PROBLEM DESCRIPTION
Every line between the top of the data below and the line with "Return code reported", both ends included, must be retyped exactly.

INFORMATION SUPPLIED
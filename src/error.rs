//! Error types for ferroreq

use thiserror::Error;

/// Result type for ferroreq operations
pub type Result<T> = std::result::Result<T, Error>;

/// Return code reported by MPI (and by every [`Transport`](crate::Transport))
/// for an operation that finished without error.
pub const SUCCESS: i32 = 0;

/// Error types for request submission and MPI calls
#[derive(Error, Debug, Clone, PartialEq, Eq)]
pub enum Error {
    /// MPI has already been initialized
    #[error("MPI has already been initialized")]
    AlreadyInitialized,

    /// MPI has not been initialized
    #[error("MPI has not been initialized")]
    NotInitialized,

    /// A request manager cannot be created without slots
    #[error("Request manager capacity must be at least 1")]
    ZeroCapacity,

    /// Submit was called while every slot was occupied
    #[error("Request manager has reached capacity ({capacity} requests in flight)")]
    CapacityExceeded {
        /// Number of slots in the manager
        capacity: usize,
    },

    /// Buffer holds more elements than MPI can address in one call
    #[error("Invalid count: {0}")]
    InvalidCount(i64),

    /// The received byte count is not a whole number of elements
    #[error("Count of {bytes} bytes is not a whole number of {datatype} elements")]
    UndefinedCount {
        /// Byte count reported by MPI, negative when MPI reported it as undefined
        bytes: i64,
        /// Name of the element type
        datatype: &'static str,
    },

    /// MPI returned a non-success code
    #[error("MPI error {code}: {message}")]
    Mpi {
        /// The raw MPI error code
        code: i32,
        /// Text from `MPI_Error_string`, or a fallback
        message: String,
    },

    /// Internal error
    #[error("Internal error: {0}")]
    Internal(String),
}

impl Error {
    /// Build an [`Error::Mpi`] for a non-success code and its description.
    pub fn from_code(code: i32, message: impl Into<String>) -> Self {
        Error::Mpi {
            code,
            message: message.into(),
        }
    }

    /// The raw MPI error code, if this error came from MPI.
    pub fn code(&self) -> Option<i32> {
        match self {
            Error::Mpi { code, .. } => Some(*code),
            _ => None,
        }
    }

    /// Check an MPI return code, returning `Ok(())` for [`SUCCESS`].
    ///
    /// The message is resolved through `describe` only when the code signals
    /// an error.
    pub fn check_with<F>(code: i32, describe: F) -> Result<()>
    where
        F: FnOnce(i32) -> String,
    {
        if code == SUCCESS {
            Ok(())
        } else {
            Err(Error::from_code(code, describe(code)))
        }
    }
}

/// Fallback text for a code the error-string lookup could not resolve.
pub fn unknown_error(code: i32) -> String {
    format!("Unknown MPI error: {code}")
}

/// Resolve the description of `code`, falling back to [`unknown_error`].
///
/// Used on error-reporting paths, so it never fails.
pub fn describe_error(lookup: Option<String>, code: i32) -> String {
    lookup.unwrap_or_else(|| unknown_error(code))
}

/// Text for an MPI error code via `MPI_Error_string`, `None` if MPI does not
/// recognise the code.
#[cfg(feature = "mpi")]
pub(crate) fn lookup_error_string(code: i32) -> Option<String> {
    use crate::ffi;

    let max = unsafe { ffi::ferroreq_max_error_string() }.max(1);
    let mut buf = vec![0u8; max as usize];
    let mut len: i32 = 0;
    let ret = unsafe { ffi::ferroreq_error_string(code, buf.as_mut_ptr().cast(), &mut len) };
    if ret != SUCCESS {
        return None;
    }
    buf.truncate(len.clamp(0, max) as usize);
    Some(String::from_utf8_lossy(&buf).into_owned())
}

/// Text for an MPI error code, falling back to `"Unknown MPI error: N"`.
#[cfg(feature = "mpi")]
pub fn error_string(code: i32) -> String {
    describe_error(lookup_error_string(code), code)
}

#[cfg(feature = "mpi")]
impl Error {
    /// Check a return code from the C shim, describing failures with
    /// [`error_string`].
    pub(crate) fn check(code: i32) -> Result<()> {
        Self::check_with(code, error_string)
    }
}

#[cfg(test)]
mod tests {
    use super::*;

    #[test]
    fn check_success_is_ok() {
        assert_eq!(Error::check_with(SUCCESS, |_| unreachable!()), Ok(()));
    }

    #[test]
    fn check_failure_carries_description() {
        let err = Error::check_with(17, |c| format!("code {c} exploded")).unwrap_err();
        assert_eq!(err.code(), Some(17));
        assert_eq!(err.to_string(), "MPI error 17: code 17 exploded");
    }

    #[test]
    fn describe_falls_back_to_unknown() {
        assert_eq!(describe_error(None, 42), "Unknown MPI error: 42");
        assert_eq!(
            describe_error(Some("Invalid rank".into()), 6),
            "Invalid rank"
        );
    }

    #[test]
    fn capacity_message_names_capacity() {
        let err = Error::CapacityExceeded { capacity: 3 };
        assert!(err.to_string().contains("3 requests"));
        assert_eq!(err.code(), None);
    }
}
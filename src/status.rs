//! Completion status of a message.
//!
//! A [`RawStatus`] is what a [`Transport`](crate::Transport) writes back for
//! each completed operation. A [`Status`] is the caller-facing record: the
//! raw fields plus the datatype of the operation, so the element count can be
//! derived on demand.

use std::fmt;

use crate::datatype::DatatypeTag;
use crate::error::{Error, Result, SUCCESS};

/// Status fields as reported by the message-passing layer.
///
/// `bytes` is the size of the transferred message in bytes, or a negative
/// value when the layer could not determine it.
#[derive(Debug, Clone, Copy, Default, PartialEq, Eq)]
#[repr(C)]
pub struct RawStatus {
    /// Source rank of the message.
    pub source: i32,
    /// Tag of the message.
    pub tag: i32,
    /// Per-operation error code.
    pub error: i32,
    /// Transferred size in bytes.
    pub bytes: i64,
}

/// Information about a completed send or receive.
///
/// # Example
///
/// ```
/// use ferroreq::{DatatypeTag, RawStatus, Status};
///
/// let raw = RawStatus { source: 1, tag: 7, error: 0, bytes: 24 };
/// let status = Status::new(raw, DatatypeTag::F64);
/// assert_eq!(status.count().unwrap(), 3);
/// ```
#[derive(Debug, Clone, PartialEq, Eq)]
pub struct Status {
    /// Source rank of the message.
    pub source: i32,
    /// Tag of the message.
    pub tag: i32,
    /// Per-operation error code, [`SUCCESS`] when the operation succeeded.
    pub error: i32,
    bytes: i64,
    datatype: DatatypeTag,
}

impl Status {
    /// Wrap a raw status for an operation on elements of `datatype`.
    pub fn new(raw: RawStatus, datatype: DatatypeTag) -> Self {
        Status {
            source: raw.source,
            tag: raw.tag,
            error: raw.error,
            bytes: raw.bytes,
            datatype,
        }
    }

    /// Datatype the operation was submitted with.
    pub fn datatype(&self) -> DatatypeTag {
        self.datatype
    }

    /// Number of elements transferred.
    ///
    /// # Errors
    ///
    /// [`Error::UndefinedCount`] if the byte count is unknown or is not a
    /// whole number of elements.
    pub fn count(&self) -> Result<i64> {
        self.datatype
            .elements(self.bytes)
            .ok_or(Error::UndefinedCount {
                bytes: self.bytes,
                datatype: self.datatype.name(),
            })
    }

    /// Whether the operation completed without error.
    pub fn is_success(&self) -> bool {
        self.error == SUCCESS
    }
}

impl fmt::Display for Status {
    fn fmt(&self, f: &mut fmt::Formatter<'_>) -> fmt::Result {
        write!(
            f,
            "Status(source={}, tag={}, error={}, ",
            self.source, self.tag, self.error
        )?;
        match self.count() {
            Ok(count) => write!(f, "count={count})"),
            Err(_) => write!(f, "count=undefined)"),
        }
    }
}

#[cfg(test)]
mod tests {
    use super::*;

    fn raw(bytes: i64) -> RawStatus {
        RawStatus {
            source: 2,
            tag: 11,
            error: SUCCESS,
            bytes,
        }
    }

    #[test]
    fn count_uses_datatype_width() {
        assert_eq!(Status::new(raw(16), DatatypeTag::I32).count(), Ok(4));
        assert_eq!(Status::new(raw(16), DatatypeTag::U8).count(), Ok(16));
    }

    #[test]
    fn count_of_partial_element_is_an_error() {
        let status = Status::new(raw(10), DatatypeTag::F64);
        assert_eq!(
            status.count(),
            Err(Error::UndefinedCount {
                bytes: 10,
                datatype: "f64"
            })
        );
    }

    #[test]
    fn display_matches_fields() {
        let status = Status::new(raw(6), DatatypeTag::U8);
        assert_eq!(
            status.to_string(),
            "Status(source=2, tag=11, error=0, count=6)"
        );
        let status = Status::new(raw(-1), DatatypeTag::U8);
        assert!(status.to_string().ends_with("count=undefined)"));
    }

    #[test]
    fn success_flag_follows_error_code() {
        assert!(Status::new(raw(0), DatatypeTag::U8).is_success());
        let failed = RawStatus { error: 5, ..raw(0) };
        assert!(!Status::new(failed, DatatypeTag::U8).is_success());
    }
}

WRITTEN RESPONSE
filename src/error.rs
//! Error types for ferroreq

use thiserror::Error;

/// Result type for ferroreq operations
pub type Result<T> = std::result::Result<T, Error>;

/// Return code reported by MPI (and by every [`Transport`](crate::Transport))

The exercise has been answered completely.